Von Jägern und Sammlern

Ich sammel Trümmerteile der Gesellschaft. Unter’s Rad des Raubtieres Kapitalismus gekommene Wesen. Manchmal vernarbt, manchmal zersplittert in tausend Scherben.

Und wenn wir dann im Schutze unserer bescheidenen Gemeinschaft Stück für Stück unsere antrainierten Schneckenhäuser verlassen, uns öffnen und Puzzleteile zur vergangenen Größe zusammenfügen, Splitter entfernen und Korsette zerschneiden, dann… dann ist für einen kurzen Moment Sonnenaufgang in all seinen satten, warmen Farben.

Durchaus fähige Wesen strahlen dann wie Rohdiamanten, die sie einst waren und die beim Zurechtschleifen zersprangen. Die Luft ist klar, der Atem geht tief, die Augen blitzen und Wunden heilen.

Immerwieder werden diese Schmetterlinge unter den Augenblicken vom Alltag eingefangen.

Aber für diese Momente, für dieses: Trotzdem! lebe ich.

Also vielen Dank! an diejenigen Menschen, die durch Scheitern und verwundbar sein dem allgemeinen Plastikleben Lebendigkeit entgegensetzen und dabei eine Weisheit besitzen, die man nur erlernt, wenn man diese Erfahrung einmal machen musste: das Scheitern. Das Verwundetwerden.

So ist doch jedes Scheitern und Verwundbarsein gleichzeitig auch radikale Gesellschaftskritik.

Oder was bedeutet es für ein System, wenn Menschen beim Versuch, ihm gerecht zu werden, kaputtgehen?

Und ist es überhaupt sinnig, in so einem System als Gewinner*in mitzuspielen? Will man das wirklich oder treibt einen nur die Existenzangst und der antrainierte Leistungsgedanke dazu?
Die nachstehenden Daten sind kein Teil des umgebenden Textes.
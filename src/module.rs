//! Named namespaces of functions and constants.

use std::rc::Rc;

use mlua::{Lua, MultiValue, Value};
use rustc_hash::FxHashMap;
use tracing::trace;

use luabinder_core::{Context, Diagnostics, Guard, Handler, NativeError};

/// A constant exported by a [`Module`].
#[derive(Debug, Clone, PartialEq)]
pub enum Constant {
    String(String),
    Number(f64),
    Bool(bool),
}

impl Constant {
    fn to_value(&self, lua: &Lua) -> mlua::Result<Value> {
        Ok(match self {
            Constant::String(s) => Value::String(lua.create_string(s)?),
            Constant::Number(n) => Value::Number(*n),
            Constant::Bool(b) => Value::Boolean(*b),
        })
    }
}

/// A namespace scripts acquire with `require(name)`.
///
/// ```ignore
/// let reverse = loader.module("reverse");
/// reverse.func("string", |ctx| {
///     let s = ctx.arg(1).string()?;
///     ctx.push().string(&s.chars().rev().collect::<String>())?;
///     Ok(())
/// });
/// reverse.string("version", "1.0");
/// ```
#[derive(Debug, Clone)]
pub struct Module {
    name: String,
    funcs: FxHashMap<String, Handler>,
    constants: FxHashMap<String, Constant>,
}

impl Module {
    pub(crate) fn new(name: impl Into<String>) -> Self {
        Self {
            name: name.into(),
            funcs: FxHashMap::default(),
            constants: FxHashMap::default(),
        }
    }

    /// Name the module is required by.
    pub fn name(&self) -> &str {
        &self.name
    }

    /// Register a function. A later registration under the same name replaces it.
    pub fn func<F>(&mut self, name: impl Into<String>, f: F) -> &mut Self
    where
        F: Fn(&mut Context<'_>) -> Result<(), NativeError> + 'static,
    {
        self.funcs.insert(name.into(), Handler::new(f));
        self
    }

    pub fn string(&mut self, name: impl Into<String>, value: impl Into<String>) -> &mut Self {
        self.constant(name, Constant::String(value.into()))
    }

    pub fn number(&mut self, name: impl Into<String>, value: f64) -> &mut Self {
        self.constant(name, Constant::Number(value))
    }

    pub fn bool(&mut self, name: impl Into<String>, value: bool) -> &mut Self {
        self.constant(name, Constant::Bool(value))
    }

    fn constant(&mut self, name: impl Into<String>, value: Constant) -> &mut Self {
        self.constants.insert(name.into(), value);
        self
    }

    pub fn function_count(&self) -> usize {
        self.funcs.len()
    }

    pub fn constant_count(&self) -> usize {
        self.constants.len()
    }

    /// Look up a registered constant.
    pub fn get_constant(&self, name: &str) -> Option<&Constant> {
        self.constants.get(name)
    }

    pub fn has_function(&self, name: &str) -> bool {
        self.funcs.contains_key(name)
    }

    pub fn is_empty(&self) -> bool {
        self.funcs.is_empty() && self.constants.is_empty()
    }

    /// Install this module as `package.preload[name]`.
    pub(crate) fn materialize(&self, lua: &Lua, diagnostics: &Rc<Diagnostics>) -> mlua::Result<()> {
        let exports = lua.create_table()?;
        for (name, handler) in &self.funcs {
            let function = handler
                .clone()
                .into_function(lua, Rc::clone(diagnostics), Guard::None)?;
            exports.set(name.as_str(), function)?;
        }
        for (name, constant) in &self.constants {
            exports.set(name.as_str(), constant.to_value(lua)?)?;
        }

        let package: mlua::Table = lua.globals().get("package")?;
        let preload: mlua::Table = package.get("preload")?;
        let open = lua.create_function(move |_, _: MultiValue| Ok(exports.clone()))?;
        preload.set(self.name.as_str(), open)?;

        trace!(
            module = %self.name,
            functions = self.funcs.len(),
            constants = self.constants.len(),
            "installed module"
        );
        Ok(())
    }
}
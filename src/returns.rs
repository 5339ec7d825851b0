//! Values produced by an execution or a call.

use std::cell::RefCell;
use std::fmt;

use tracing::warn;

use luabinder_core::{Argument, Stack};

/// Values a chunk or a call left on the binder's stack.
///
/// The values stay readable until the `Returns` is closed or dropped, which
/// pops exactly [`values`](Self::values) slots. Closing twice is a no-op.
///
/// ```ignore
/// let mut ret = binder.do_string("return sum(5, 7)")?;
/// assert_eq!(ret.get(1).number()?, 12.0);
/// ret.close();
/// ```
pub struct Returns<'b> {
    stack: &'b RefCell<Stack>,
    /// Stack depth before the values were produced
    base: usize,
    count: usize,
    closed: bool,
}

impl<'b> Returns<'b> {
    pub(crate) fn new(stack: &'b RefCell<Stack>, base: usize, count: usize) -> Self {
        Self {
            stack,
            base,
            count,
            closed: false,
        }
    }

    /// Number of values produced.
    pub fn values(&self) -> usize {
        self.count
    }

    /// The nth value (1-based); past the last value, or once closed, it reads as "no value".
    pub fn get(&self, n: usize) -> Argument<'b> {
        let limit = if self.closed {
            self.base
        } else {
            self.base + self.count
        };
        Argument::bounded(self.stack, self.base.saturating_add(n), n, limit)
    }

    /// Release the values.
    pub fn close(&mut self) {
        if self.closed {
            return;
        }
        self.closed = true;

        let mut stack = self.stack.borrow_mut();
        let expected = self.base + self.count;
        if stack.top() != expected {
            warn!(
                top = stack.top(),
                expected,
                count = self.count,
                "results released out of order"
            );
        }
        stack.pop(self.count);
    }

    pub fn is_closed(&self) -> bool {
        self.closed
    }
}

impl Drop for Returns<'_> {
    fn drop(&mut self) {
        self.close();
    }
}

impl fmt::Debug for Returns<'_> {
    fn fmt(&self, f: &mut fmt::Formatter<'_>) -> fmt::Result {
        f.debug_struct("Returns")
            .field("base", &self.base)
            .field("count", &self.count)
            .field("closed", &self.closed)
            .finish()
    }
}
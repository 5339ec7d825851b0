//! Errors returned to the embedder.

use std::io;
use std::path::PathBuf;

use thiserror::Error;

use luabinder_core::{ConversionError, NativeError};

use crate::ScriptError;

/// Errors that can occur while registering bindings or running scripts.
#[derive(Debug, Error)]
pub enum BinderError {
    /// A chunk failed to compile or run
    #[error(transparent)]
    Script(#[from] ScriptError),

    /// An outbound call failed inside the VM
    #[error("call to '{function}' failed: {message}")]
    Call {
        function: String,
        message: String,
        line: Option<usize>,
    },

    /// An outbound call named a global that is not a function
    #[error("attempt to call '{function}' (a {actual} value)")]
    NotCallable {
        function: String,
        actual: &'static str,
    },

    /// A script file could not be read
    #[error("cannot read '{}': {source}", path.display())]
    Io { path: PathBuf, source: io::Error },

    /// The engine rejected a state, value or registration
    #[error("engine error: {0}")]
    Engine(#[from] mlua::Error),

    /// A result could not be read as the requested type
    #[error(transparent)]
    Conversion(#[from] ConversionError),

    /// A value could not be staged as a call argument
    #[error(transparent)]
    Native(#[from] NativeError),

    /// The base loader has already been installed into the VM
    #[error("binder is already materialized - attach further bindings with load()")]
    Sealed,

    /// Values staged for a call are no longer on top of the stack
    #[error("unbalanced stack: expected {expected} staged values on top, found {actual}")]
    Unbalanced { expected: usize, actual: usize },
}

impl BinderError {
    /// 1-based script line of the failure, when one is known.
    pub fn line(&self) -> Option<usize> {
        match self {
            BinderError::Script(err) => err.line(),
            BinderError::Call { line, .. } => *line,
            _ => None,
        }
    }

    /// Check if this is a type-tag identity failure.
    pub fn is_wrong_type(&self) -> bool {
        match self {
            BinderError::Conversion(err) => err.is_wrong_type(),
            BinderError::Native(err) => err.is_wrong_type(),
            _ => false,
        }
    }
}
Scheitern heißt auch die Stärke zu haben, sich gesellschaftlichen Wunschvorstellungen zu widersetzen. Damit meine ich nicht nur anerkannte Gesellschaftsnormen aus Medien und Schulen. Ich meine auch Familienvorstellungen, Freundeskreisdiskussionen, Nachbarblicke, kurze Gespräche mit Bekannten – in einer Gesellschaft, in der NICHT primär zählt, ob du ein toller Mensch bist, sondern welche Karriere du dir mit Ellenbogen erarbeitet hast – in dieser Gesellschaft ist berufliches Scheitern mutig.

Es lässt unweigerlich Fragen entstehen: Warum es möglich sein kann, dass sich Menschen zwar anstrengen, aber eher kaputt gehen, als das Laufradtempo halten zu können. Warum das Laufrad überhaupt so ein hohes (ungesundes) Tempo hat. Warum man Ellenbogen braucht, obwohl doch alle dasselbe wollen: einen halbwegs wertvollen Platz in der Gesellschaft und ein friedliches Leben. Warum es überhaupt ein Laufrad gibt, wo doch genug Nüsse und Körner für alle Hamster da sind. Und warum immer mehr Hamster draußen liegen.

Dieser Text ist auch und vor allem für die Hamster, die außerhalb des Laufrades liegen. Für die Hamster, die das Laufen nicht mehr können, weil sie wund vom vielen Laufen oder deshalb schon gar nicht mehr sind.

Ihr seid mahnende Kritik am Laufrad. Ihr, ob tot oder lebendig, seid auch Widerstand gegen Verwertungskultur. Ihr seid Scheiterungskünstler und Anzeiger für krasse Zustände. Ihr seid die beste Gesellschaft in dieser Gesellschaft, weil ihr wisst, wie schief das Rad längst läuft. Weil ihr die Draußen-, die Draufsicht habt und den Schmerz, der genau dieser Position innewohnt, kennt. Ihr seid Rohdiamanten und wundervoll, selbst in Scherben so viele Farben erzeugend. Ihr seid Überlebenskünstler, und dass es euch gibt, schafft Halt, schafft Mut.

Und sollte es eines fernen Tages einmal ein Kapitalismusmuseum geben und ein neues Miteinander möglich sein, dann braucht es genau solche Menschen: Warm und mitfühlend, umsichtig, vulnerabel, begabt, oft bescheiden, mit Narben, ja. Narben, die aber überlebt wurden. In diesem Sinne: Auf euch, auf die Zukunft!